Haidar Eid, The Electronic Intifada

25-gaza-hamas.jpg

Hamas leaders like Ismail Haniyeh, seen here with former US President Jimmy Carter in Gaza, have adopted the two-state solution against the resistance party constituents' interests. (Muhammad Al-Ostaz/MaanImages)


June 25, 2009

When Hamas, unexpectedly, won the 2006 parliamentary elections in the West Bank and Gaza Strip, the message from the one-third of the Palestinian people living in those territories was clear: no more of the "peace process" facade -- with its untiring "two-state solution" slogan that never materialized, and no more of the bread crumbs offered to the new inauthentic NGOized, Osloized leadership classes. (In the years since the 1993 Oslo accords, funding NGOs -- nongovernmental organizations -- has been a major means for foreign governments to influence, co-opt and neutralize Palestinian politics. This process of "Osloization" made some Palestinian organizations more loyal to their funders than to their principles.)

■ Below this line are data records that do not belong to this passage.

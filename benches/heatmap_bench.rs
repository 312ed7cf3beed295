use criterion::{BenchmarkId, Criterion, black_box, criterion_group, criterion_main};
use rand::rngs::SmallRng;
use rand::{Rng, SeedableRng};

use heatmap_sieve::algs::decay::modified_gaussian;
use heatmap_sieve::algs::heatmap::compute_heatmap;
use heatmap_sieve::algs::quantile::quantile_classify;
use heatmap_sieve::config::{GravityConfig, HeatmapConfig, HeatmapSettings};
use heatmap_sieve::data::samples::{CategorySamples, SampleStore};
use heatmap_sieve::data::segmentation::Segmentation;
use heatmap_sieve::io::codec;
use heatmap_sieve::io::travel_time_matrix::TravelTimeMatrix;

fn samples(seed: u64, n: usize) -> CategorySamples {
    let mut rng = SmallRng::seed_from_u64(seed);
    let cells = (n / 20).max(1) as i64;
    let grid_ids = (0..n).map(|_| rng.gen_range(0..cells)).collect();
    let travel_times = (0..n).map(|_| rng.gen_range(0u32..30) as f64).collect();
    CategorySamples::try_new(grid_ids, travel_times).expect("equal lengths")
}

const GRAVITY: GravityConfig = GravityConfig {
    weight: 1.0,
    sensitivity: 300_000.0,
    max_traveltime: 20.0,
};

fn bench_segmentation(c: &mut Criterion) {
    let mut group = c.benchmark_group("segmentation");
    for &n in &[10_000usize, 200_000] {
        let s = samples(1, n);
        group.bench_with_input(BenchmarkId::new("from_samples", n), &n, |b, _| {
            b.iter(|| black_box(Segmentation::from_samples(&s)));
        });
        let seg = Segmentation::from_samples(&s);
        group.bench_with_input(BenchmarkId::new("modified_gaussian", n), &n, |b, _| {
            b.iter(|| black_box(modified_gaussian(&seg, &GRAVITY)));
        });
    }
    group.finish();
}

fn bench_pipeline(c: &mut Criterion) {
    let mut group = c.benchmark_group("pipeline");
    let mut store = SampleStore::new();
    let mut map = std::collections::BTreeMap::new();
    for i in 0..6u64 {
        let name = format!("category_{i}");
        store.insert(name.clone(), samples(i, 50_000));
        map.insert(name, GRAVITY);
    }
    let settings = HeatmapSettings::new(HeatmapConfig::ModifiedGaussian(map));
    group.bench_function("six_categories", |b| {
        b.iter(|| black_box(compute_heatmap(&store, &settings)));
    });

    let scores: Vec<f64> = (0..100_000).map(|i| (i % 977) as f64 * 0.25).collect();
    group.bench_function("quantile_classify", |b| {
        b.iter(|| black_box(quantile_classify(&scores, 5)));
    });
    group.finish();
}

fn bench_codec(c: &mut Criterion) {
    let s = samples(9, 200_000);
    let (ids, times) = s.into_columns();
    let mut ids = ids;
    ids.sort_unstable();
    let matrix = TravelTimeMatrix::new(ids, times)
        .to_cached()
        .expect("equal lengths");
    let bytes = codec::encode(&matrix).expect("encodable");

    let mut group = c.benchmark_group("codec");
    group.bench_function("encode", |b| b.iter(|| black_box(codec::encode(&matrix))));
    group.bench_function("decode", |b| b.iter(|| black_box(codec::decode(&bytes))));
    group.finish();
}

criterion_group!(benches, bench_segmentation, bench_pipeline, bench_codec);
criterion_main!(benches);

Many of those who voted Hamas into power were not, in fact, supporters of the organization, but rather disgruntled Palestinians looking for change and reform after 13 years of futile, meaningless negotiations that did huge damage to the Palestinian cause and transformed it from a liberation struggle supported by millions all over the world into a dispute between "two equal parties," two countries fighting for border arrangements.

Undoubtedly, Hamas' electoral victory turned the whole equation upside down and was considered a blow to the Bush doctrine in the Middle East. The price paid by the Palestinians of the West Bank and Gaza Strip has been extremely heavy. Not because of their support for Hamas, but rather because of their choice to put an end to the "peace process" charade. Had there been another Palestinian political force that could be trusted to fight the outcome of the Oslo accords in a principled manner, it might have had a chance. But by 2006, the left had already gone through a process of NGOization and Osloization that put it to the right of Hamas, dovetailing with the right wing that was already in control of the Palestine Liberation Organization (PLO).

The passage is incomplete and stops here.